Along with homophobia and transphobia, Europeans used racism to colonize the Americas, painting indigenous populations as uncivilized and unintelligent. Once the gender binary was implemented and enforced in the Americas, Europeans continued to police sexuality and gender through legal statutes. These laws were unevenly enforced and were usually applied to people of color. Historically, black men have received harsher punishment for breaking sodomy laws than white men and land-owning white men. The uneven enforcement of sodomy laws created an association between people of color and so-called sodomy, thereby criminalizing and depicting non-white communities as immoral. Although white men were certainly not exempt from these laws, they received a more protected status than black men who were accused of breaking sodomy laws; these laws were not an isolated occurrence but existed to enforce existing race, gender, and class-based power structures.

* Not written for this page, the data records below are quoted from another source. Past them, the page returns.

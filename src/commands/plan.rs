//! `plan [environment]`: the transfer a deploy would perform, offline.

use anyhow::Result;

use campaign_deploy::application::{plan_for_profile, resolve_profile, TransferPlan};
use campaign_deploy::{DeployError, EnvironmentProfile, EXIT_OK};

use super::{finish, load_config, note_host, parse_environment, project_root, GlobalOptions};
use crate::ui::context::UiContext;
use crate::ui::error::ErrorContext;
use crate::ui::log;
use crate::ui::theme::{colors, paint, Level};

pub fn cmd_plan(environment: &str, global: &GlobalOptions) -> i32 {
    let mut ctx = ErrorContext::new("plan");
    let result = run(environment, global, &mut ctx);
    finish(result, &ctx, &global.ui)
}

fn run(environment: &str, global: &GlobalOptions, ctx: &mut ErrorContext) -> Result<i32> {
    let ui = &global.ui;
    let environment = parse_environment(environment, ctx)?;
    if !environment.is_remote() {
        return Err(DeployError::Unsupported {
            environment,
            operation: "plan",
        }
        .into());
    }

    let root = project_root()?;
    let loaded = load_config(&root, global)?;
    note_host(&loaded, environment, ctx);

    let profile = resolve_profile(&loaded.config, environment, &root)?;
    let plan = plan_for_profile(&root, &profile, &loaded.config.deploy.ignore_file)?;
    let bytes = plan.total_bytes(&root);

    if ui.json {
        let _ = crate::ui::json::emit(plan_json(&profile, &plan, bytes));
    } else {
        print_plan(&profile, &plan, bytes, ui);
    }
    Ok(EXIT_OK)
}

fn plan_json(profile: &EnvironmentProfile, plan: &TransferPlan, bytes: u64) -> serde_json::Value {
    let artifacts: Vec<_> = plan
        .artifacts
        .iter()
        .map(|a| {
            serde_json::json!({
                "source": a.artifact.source.display().to_string(),
                "destination": a.artifact.destination.display().to_string(),
                "required": a.artifact.required,
                "files": a.files,
                "skipped": a.skipped,
                "mirrored": a.directory,
            })
        })
        .collect();
    let excluded: Vec<_> = plan
        .excluded
        .iter()
        .map(|p| p.display().to_string())
        .collect();

    serde_json::json!({
        "event": "plan",
        "command": "plan",
        "environment": profile.environment.as_str(),
        "target": profile.target(),
        "remote_dir": profile.remote_dir,
        "files": plan.files.len(),
        "bytes": bytes,
        "fingerprint": plan.fingerprint.to_string(),
        "artifacts": artifacts,
        "excluded": excluded,
        "warnings": plan.warnings,
    })
}

fn print_plan(profile: &EnvironmentProfile, plan: &TransferPlan, bytes: u64, ui: &UiContext) {
    log::info(
        ui,
        &format!(
            "transfer plan for {} ({}:{})",
            profile.environment,
            profile.target(),
            profile.remote_dir
        ),
    );

    for artifact in &plan.artifacts {
        let name = if artifact.artifact.source == artifact.artifact.destination {
            artifact.artifact.source.display().to_string()
        } else {
            format!(
                "{} -> {}",
                artifact.artifact.source.display(),
                artifact.artifact.destination.display()
            )
        };
        match &artifact.skipped {
            Some(reason) => println!(
                "  {} {} ({})",
                paint(Level::Warning.icon(ui.unicode), colors::WARNING, ui.color),
                name,
                reason
            ),
            None => println!(
                "  {} {} ({} files)",
                paint(Level::Success.icon(ui.unicode), colors::SUCCESS, ui.color),
                name,
                artifact.files
            ),
        }
    }

    for path in &plan.excluded {
        println!(
            "  {} withheld {}",
            paint(Level::Dim.icon(ui.unicode), colors::DIM, ui.color),
            path.display()
        );
    }
    for warning in &plan.warnings {
        log::warning(ui, warning);
    }

    log::success(
        ui,
        &format!(
            "{} files, {} bytes, {} withheld (plan {})",
            plan.files.len(),
            bytes,
            plan.excluded.len(),
            plan.fingerprint.short()
        ),
    );
}
//! Backup Use Case
//!
//! Standalone `backup <env> <mode>`: resolve, connect, lock, capture.

use std::path::{Path, PathBuf};
use std::sync::Arc;

use chrono::Utc;

use crate::application::resolve::{resolve, Resolution};
use crate::application::session;
use crate::config::{Config, CONFIG_FILE};
use crate::domain::entities::{BackupMode, ContainerSet};
use crate::domain::ports::{DeployEvent, DeployEventSink, NoopEventSink, RemoteConnector, RunLock};
use crate::domain::value_objects::{Environment, Stage};
use crate::error::{DeployError, DeployResult};

use super::capture::{local_backup_dir, run_backup, BackupOutcome, BackupRequest};

pub struct BackupUseCase<C>
where
    C: RemoteConnector,
{
    config: Config,
    project_root: PathBuf,
    connector: C,
    run_lock: Box<dyn RunLock>,
    events: Arc<dyn DeployEventSink>,
}

impl<C> BackupUseCase<C>
where
    C: RemoteConnector,
{
    pub fn new(
        config: Config,
        project_root: impl Into<PathBuf>,
        connector: C,
        run_lock: Box<dyn RunLock>,
    ) -> Self {
        Self {
            config,
            project_root: project_root.into(),
            connector,
            run_lock,
            events: Arc::new(NoopEventSink),
        }
    }

    pub fn with_events(mut self, events: Arc<dyn DeployEventSink>) -> Self {
        self.events = events;
        self
    }

    pub fn execute(&self, environment: Environment, mode: BackupMode) -> DeployResult<BackupOutcome> {
        let events = self.events.as_ref();
        events.on_event(DeployEvent::StageStarted {
            stage: Stage::Resolve,
        });

        let profile = match resolve(&self.config, environment, &self.project_root)? {
            Resolution::Local(_) => {
                return Err(DeployError::Unsupported {
                    environment,
                    operation: "backup",
                })
            }
            Resolution::Remote(profile) => profile,
        };
        let layout = self.config.containers.layout(Path::new(CONFIG_FILE))?;
        let containers = ContainerSet::for_profile(&profile, &layout);

        events.on_event(DeployEvent::Started {
            environment,
            target: profile.target(),
        });

        let shell = session::connect(&self.connector, &profile, events)?;
        let _locks = session::lock(self.run_lock.as_ref(), shell.as_ref(), &profile, events)?;

        events.on_event(DeployEvent::StageStarted {
            stage: Stage::Backup,
        });
        let request = BackupRequest {
            profile: &profile,
            containers: &containers,
            mode,
            keep: self.config.deploy.backup_keep,
            log_tail: self.config.deploy.log_tail,
            dump_image: &self.config.migrations.dump_image,
            local_dir: local_backup_dir(&self.project_root, environment),
            created_at: Utc::now(),
        };
        run_backup(shell.as_ref(), &request, events)
    }
}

While there were direct laws criminalizing queer men, the persecution of queer women existed in a larger context of female persecution. For example, Witch trials often cited the defendant’s “sexually deviant” activities as reasons for punishment; the persecution of queer women did not require statutes, as there were already systems in place that heavily criminalized women in the colonial era.

When we think about the treatment of LGBTQ+ people in the United States, we must understand that this mistreatment is based on a history of criminalizing queer people that is not equally felt by the entire community. Just as the Native populations who were converted and massacred on the basis of sexual deviance and black men prosecuted under sodomy laws, queer and transgender people of color face the highest amount of criminalization at the hands of the police and the criminal legal system. When we organize around queer issues, it is a mistake to do so through a lens that the queer movement began at the Stonewall riots, that Western notions of queer identities are universal, that the gender binary is innate, or that white cis queer people face the same problems as LGBTQ+ people of color. The fight for Queer liberation needs to be an intersectional one, one that bases its political analysis on the history of indigenous queerness and the criminalization of people of color in modern-day America.